→ **What is required**: Your answer must be every line of the data that holds the string "whose".

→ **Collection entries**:
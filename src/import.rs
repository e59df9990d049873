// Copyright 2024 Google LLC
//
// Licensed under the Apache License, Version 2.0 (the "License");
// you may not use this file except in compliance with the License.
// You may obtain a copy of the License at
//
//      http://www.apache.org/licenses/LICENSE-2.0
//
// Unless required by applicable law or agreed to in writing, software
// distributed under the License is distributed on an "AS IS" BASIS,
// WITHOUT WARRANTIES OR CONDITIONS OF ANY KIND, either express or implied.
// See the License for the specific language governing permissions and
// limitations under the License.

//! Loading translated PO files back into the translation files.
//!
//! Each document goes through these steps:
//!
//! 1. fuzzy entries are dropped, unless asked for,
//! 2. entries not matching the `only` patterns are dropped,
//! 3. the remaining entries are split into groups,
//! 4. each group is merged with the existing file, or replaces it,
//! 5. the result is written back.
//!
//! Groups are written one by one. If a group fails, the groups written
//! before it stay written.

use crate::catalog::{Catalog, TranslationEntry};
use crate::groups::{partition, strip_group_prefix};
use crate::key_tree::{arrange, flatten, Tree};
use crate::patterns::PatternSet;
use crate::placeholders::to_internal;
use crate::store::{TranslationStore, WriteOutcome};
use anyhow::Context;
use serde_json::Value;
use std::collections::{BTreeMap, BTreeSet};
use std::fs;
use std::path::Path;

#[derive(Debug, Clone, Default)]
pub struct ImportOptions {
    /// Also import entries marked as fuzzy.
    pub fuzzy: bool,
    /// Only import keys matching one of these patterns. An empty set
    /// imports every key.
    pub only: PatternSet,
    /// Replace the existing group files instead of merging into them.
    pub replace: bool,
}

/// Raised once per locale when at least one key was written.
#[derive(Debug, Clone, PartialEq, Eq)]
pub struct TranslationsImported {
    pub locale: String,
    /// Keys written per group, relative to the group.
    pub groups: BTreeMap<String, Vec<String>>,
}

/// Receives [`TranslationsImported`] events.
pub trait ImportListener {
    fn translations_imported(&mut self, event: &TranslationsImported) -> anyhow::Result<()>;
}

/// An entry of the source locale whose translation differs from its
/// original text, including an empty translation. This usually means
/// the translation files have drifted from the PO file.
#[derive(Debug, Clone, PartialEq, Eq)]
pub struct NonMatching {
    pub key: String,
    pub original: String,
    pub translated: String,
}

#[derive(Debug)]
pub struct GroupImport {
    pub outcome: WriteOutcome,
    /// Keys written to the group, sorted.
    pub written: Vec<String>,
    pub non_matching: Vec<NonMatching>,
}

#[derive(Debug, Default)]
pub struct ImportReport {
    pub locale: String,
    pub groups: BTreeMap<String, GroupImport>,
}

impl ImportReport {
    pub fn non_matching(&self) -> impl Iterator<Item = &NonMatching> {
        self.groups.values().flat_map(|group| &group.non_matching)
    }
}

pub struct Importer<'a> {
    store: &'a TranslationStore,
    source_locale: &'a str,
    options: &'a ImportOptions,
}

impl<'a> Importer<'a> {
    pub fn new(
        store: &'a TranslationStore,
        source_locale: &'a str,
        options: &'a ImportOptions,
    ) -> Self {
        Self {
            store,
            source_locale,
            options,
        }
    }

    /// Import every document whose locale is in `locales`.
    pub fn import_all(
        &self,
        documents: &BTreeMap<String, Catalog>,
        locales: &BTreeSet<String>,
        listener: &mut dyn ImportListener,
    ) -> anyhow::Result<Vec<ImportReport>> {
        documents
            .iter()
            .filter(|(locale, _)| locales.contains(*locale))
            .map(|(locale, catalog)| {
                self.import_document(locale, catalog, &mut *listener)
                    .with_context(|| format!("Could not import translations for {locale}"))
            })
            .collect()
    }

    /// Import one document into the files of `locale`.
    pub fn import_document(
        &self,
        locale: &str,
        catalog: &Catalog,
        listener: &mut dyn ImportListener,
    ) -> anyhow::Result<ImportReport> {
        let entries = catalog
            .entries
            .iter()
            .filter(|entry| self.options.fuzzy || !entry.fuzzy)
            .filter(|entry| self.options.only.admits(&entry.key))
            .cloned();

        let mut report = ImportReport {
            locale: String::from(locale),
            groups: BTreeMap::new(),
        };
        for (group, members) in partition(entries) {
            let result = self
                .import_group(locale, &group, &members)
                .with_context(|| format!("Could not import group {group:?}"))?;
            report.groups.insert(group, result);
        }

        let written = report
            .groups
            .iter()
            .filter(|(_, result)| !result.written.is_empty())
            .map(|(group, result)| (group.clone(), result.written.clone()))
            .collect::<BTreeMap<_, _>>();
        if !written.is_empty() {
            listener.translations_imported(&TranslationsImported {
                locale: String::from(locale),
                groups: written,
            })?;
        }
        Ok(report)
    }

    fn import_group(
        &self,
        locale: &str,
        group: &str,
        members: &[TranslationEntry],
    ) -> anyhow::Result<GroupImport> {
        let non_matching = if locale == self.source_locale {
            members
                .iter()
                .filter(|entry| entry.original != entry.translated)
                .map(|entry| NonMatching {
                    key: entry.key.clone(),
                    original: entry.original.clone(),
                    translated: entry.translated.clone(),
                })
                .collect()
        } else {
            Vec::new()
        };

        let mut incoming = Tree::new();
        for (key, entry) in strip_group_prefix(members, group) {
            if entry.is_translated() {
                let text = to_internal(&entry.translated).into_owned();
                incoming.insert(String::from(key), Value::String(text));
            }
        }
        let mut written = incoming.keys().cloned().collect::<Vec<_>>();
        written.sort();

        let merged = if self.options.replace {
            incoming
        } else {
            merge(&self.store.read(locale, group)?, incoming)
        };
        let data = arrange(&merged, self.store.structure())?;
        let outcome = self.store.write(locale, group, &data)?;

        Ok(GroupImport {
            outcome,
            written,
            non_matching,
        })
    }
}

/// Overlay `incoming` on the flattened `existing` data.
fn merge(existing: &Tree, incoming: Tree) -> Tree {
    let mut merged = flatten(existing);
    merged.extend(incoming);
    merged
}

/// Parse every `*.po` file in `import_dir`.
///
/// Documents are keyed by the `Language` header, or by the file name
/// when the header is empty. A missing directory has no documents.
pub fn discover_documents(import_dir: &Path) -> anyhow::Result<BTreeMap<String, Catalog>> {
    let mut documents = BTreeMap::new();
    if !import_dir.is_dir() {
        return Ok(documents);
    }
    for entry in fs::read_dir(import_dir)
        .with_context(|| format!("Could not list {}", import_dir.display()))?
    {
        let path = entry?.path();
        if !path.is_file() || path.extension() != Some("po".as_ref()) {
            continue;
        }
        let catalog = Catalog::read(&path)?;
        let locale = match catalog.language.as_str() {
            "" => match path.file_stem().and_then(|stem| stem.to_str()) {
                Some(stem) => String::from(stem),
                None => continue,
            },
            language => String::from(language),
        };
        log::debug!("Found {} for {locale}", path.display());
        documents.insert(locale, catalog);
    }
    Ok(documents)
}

→ **Output of the task**:
/// An entry of the source locale whose translation differs from its
    /// Import every document whose locale is in `locales`.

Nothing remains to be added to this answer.